A high BMI in the men’s teens persisted into middle age, which increased the risk of severe COVID-19 infection.
Men with a high body mass index (BMI) in their upper teens had an elevated risk of severe COVID-19 that requires hospitalization in later life, showed University of Gothenburg researchers in a registered study. The fact that obesity can be linked to an elevated risk of becoming severely ill from various infectious diseases, such as influenza, is well known. Obesity harms the immune system and worsens a person’s propensity for inflammation, which can contribute to more serious infections.
Overweight and obesity have been recognized risk factors for severe COVID-19. To date, however, there have been no studies to monitor large groups of individuals whose obesity was identified at an early age and to find out how severely ill they become if they later get COVID-19.
The new study published in the journal Obesity includes data from the Swedish Military Service Conscription Register on 1,551,670 men in Sweden, born between 1950 and 1987, who were conscripted for military service in the period 1969–2005. At the outset, their height and weight were measured.

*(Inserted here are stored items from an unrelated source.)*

/// Everything a run produced, for the summary and the exit code.
#[derive(Debug, Default)]
pub struct RunReport {
    pub dry_run: bool,
    pub plan: Vec<PlannedWave>,
    pub graph_warnings: Vec<String>,
    pub pending_worktrees: Vec<PendingWorktreeInfo>,
    pub dispatched: usize,
    pub merged: Vec<String>,
    /// Issue id and close status.
    pub closed: Vec<(String, String)>,
    pub failed: BTreeMap<String, String>,
    pub interrupted: bool,
    pub interrupted_issues: Vec<String>,
    /// Issues held back because a blocker did not complete, with those blockers.
    pub blocked: BTreeMap<String, Vec<String>>,
    pub leaked_files: BTreeMap<String, Vec<String>>,
    /// Reverted main-checkout changes no single issue could be blamed for.
    pub unattributed_leaks: BTreeSet<String>,
    pub corrections: BTreeMap<String, Vec<String>>,
    pub stash_pop_failures: BTreeMap<String, String>,
    /// Sum of per-issue wall time, in seconds.
    pub issue_seconds: f64,
    pub wall_time: Duration,
}

impl RunReport {
    pub fn completed_count(&self) -> usize {
        self.merged.len() + self.closed.len()
    }

    /// Sequential time over parallel wall time.
    pub fn speedup(&self) -> Option<f64> {
        let wall = self.wall_time.as_secs_f64();
        (wall > 0.0 && self.issue_seconds > 0.0).then(|| self.issue_seconds / wall)
    }

    pub fn is_success(&self) -> bool {
        !self.interrupted && self.failed.is_empty() && self.blocked.is_empty()
    }

    pub fn exit_code(&self) -> i32 {
        if self.interrupted {
            INTERRUPTED_EXIT_CODE
        } else if self.failed.is_empty() && self.blocked.is_empty() {
            0
        } else {
            1
        }
    }
}

#[derive(Debug, Default)]
struct Tally {
    dispatched: BTreeSet<String>,
    merged: Vec<String>,
    closed: Vec<(String, String)>,
    interrupted: Vec<String>,
    blocked: BTreeMap<String, Vec<String>>,
    leaked: BTreeMap<String, Vec<String>>,
    unattributed_leaks: BTreeSet<String>,
}

/// Folds worker and merge outcomes into the run state. Shared with
/// completion callbacks, so every lock is released before any await.
struct Recorder {
    state: Mutex<OrchestratorState>,
    tally: Mutex<Tally>,
    dirty: AtomicBool,
    lifecycle: Arc<IssueLifecycle>,
    worktrees: Arc<WorktreeManager>,
    merger: Arc<MergeCoordinator>,
}

impl Recorder {
    fn mark_dispatched(&self, issue_id: &str) {
        lock(&self.state).mark_in_progress(issue_id);
        lock(&self.tally).dispatched.insert(issue_id.to_string());
        self.dirty.store(true, Ordering::SeqCst);
    }

    /// Blockers of `issue` that did not complete: in-batch blockers not yet
    /// completed, and any declared blocker recorded as failed.
    fn unmet_blockers(&self, issue: &Issue, in_batch: Option<&BTreeSet<String>>) -> Vec<String> {
        let state = lock(&self.state);
        let mut unmet: BTreeSet<String> = in_batch
            .into_iter()
            .flatten()
            .filter(|id| !state.completed_issues.contains(*id))
            .cloned()
            .collect();
        unmet.extend(
            issue
                .blocked_by
                .iter()
                .filter(|id| state.failed_issues.contains_key(*id))
                .cloned(),
        );
        unmet.into_iter().collect()
    }

    /// Hold an issue back for the next run without marking it failed.
    fn mark_blocked(&self, issue_id: &str, blockers: Vec<String>) {
        warn!(issue = issue_id, ?blockers, "blocker did not complete; skipping issue this run");
        lock(&self.tally).blocked.insert(issue_id.to_string(), blockers);
    }

    async fn record(&self, result: WorkerResult) {
        let id = result.issue_id.clone();
        {
            let mut state = lock(&self.state);
            if !result.phase_timings.is_empty() {
                state.timing.insert(id.clone(), result.phase_timings.clone());
            }
            if result.was_corrected && !result.corrections.is_empty() {
                state.corrections.insert(id.clone(), result.corrections.clone());
            }
        }
        if !result.leaked_files.is_empty() {
            lock(&self.tally)
                .leaked
                .insert(id.clone(), result.leaked_files.clone());
        }
        if !result.unattributed_leaks.is_empty() {
            lock(&self.tally)
                .unattributed_leaks
                .extend(result.unattributed_leaks.iter().cloned());
        }

        if result.interrupted {
            // Worktree is kept for pending recovery on the next run.
            lock(&self.state).clear_in_progress(&id);
            lock(&self.tally).interrupted.push(id.clone());
            info!(issue = %id, "issue interrupted; will be retried next run");
        } else if !result.success {
            let reason = result
                .error
                .clone()
                .unwrap_or_else(|| "unknown error".to_string());
            warn!(issue = %id, %reason, "issue failed");
            lock(&self.state).mark_failed(&id, reason);
            self.discard_worktree(&result).await;
        } else if result.should_close {
            let status = result
                .close_status
                .clone()
                .unwrap_or_else(|| DEFAULT_CLOSE_STATUS.to_string());
            let reason = result.close_reason.clone().unwrap_or_default();
            match self
                .lifecycle
                .close(&id, &result.issue_path, &status, &reason)
                .await
            {
                Ok(_) => {
                    lock(&self.state).mark_completed(&id);
                    lock(&self.tally).closed.push((id.clone(), status));
                }
                Err(e) => {
                    lock(&self.state).mark_failed(&id, format!("close failed: {:#}", e));
                }
            }
            self.discard_worktree(&result).await;
        } else if !self.merger.queue_merge(result.clone()) {
            lock(&self.state).mark_failed(&id, "merge could not be queued");
            self.discard_worktree(&result).await;
        }
        self.dirty.store(true, Ordering::SeqCst);
    }

    async fn discard_worktree(&self, result: &WorkerResult) {
        if result.worktree_path.as_os_str().is_empty() {
            return;
        }
        if let Err(e) = self
            .worktrees
            .remove(&result.worktree_path, &result.branch_name)
            .await
        {
            warn!(issue = %result.issue_id, error = %e, "failed to remove worktree");
        }
    }

    /// Mark merged issues completed, filing those the merge left active,
    /// and record merge failures.
    async fn sync_merges(&self) {
        for (result, outcome) in self.merger.merged_results() {
            let id = result.issue_id.clone();
            let already = lock(&self.state).completed_issues.contains(&id);
            if already {
                continue;
            }
            if outcome == MergeOutcome::MergedButUnfiled && !result.issue_path.as_os_str().is_empty() {
                let resolution = Resolution::completed(&result.branch_name, &result.changed_files);
                if let Err(e) = self.lifecycle.complete(&id, &result.issue_path, resolution).await {
                    warn!(issue = %id, error = %format!("{:#}", e), "merged but could not file issue");
                }
            }
            lock(&self.state).mark_completed(&id);
            lock(&self.tally).merged.push(id);
            self.dirty.store(true, Ordering::SeqCst);
        }

        for (id, reason) in self.merger.failed_merges() {
            let mut state = lock(&self.state);
            if state.failed_issues.contains_key(&id) || state.completed_issues.contains(&id) {
                continue;
            }
            state.mark_failed(&id, format!("merge failed: {}", reason));
            self.dirty.store(true, Ordering::SeqCst);
        }
    }

    /// Save if anything changed since the last save. Failures are logged.
    fn persist(&self, manager: &StateManager) {
        if !self.dirty.swap(false, Ordering::SeqCst) {
            return;
        }
        let mut state = lock(&self.state);
        if let Err(e) = manager.save(&mut state) {
            error!(error = %e, "failed to persist state");
            self.dirty.store(true, Ordering::SeqCst);
        }
    }
}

Merging the conscription data with three Swedish medical registers revealed a clear connection between BMI in adolescence and the risk of getting COVID-19, many years later, severely enough to require hospitalization.
For the study, the scientists divided the men into six groups, from underweight (BMI 15–18.5) to three levels of normal weight (18.5–20, 20–22.5, and 22.5–25), followed by overweight (25–30) and obesity (BMI of 30 or more). Of the whole group during the study year (2020), 4,315 men with COVID-19 required hospitalization; 729 of them received intensive care, and 224 died from COVID-19.
Even for men who had been in the 22.5–25 BMI range in adolescence an elevated risk of needing hospital care for COVID-19 was found. The need increased successively with rising BMI results from the time of conscription 15 to 50 years earlier.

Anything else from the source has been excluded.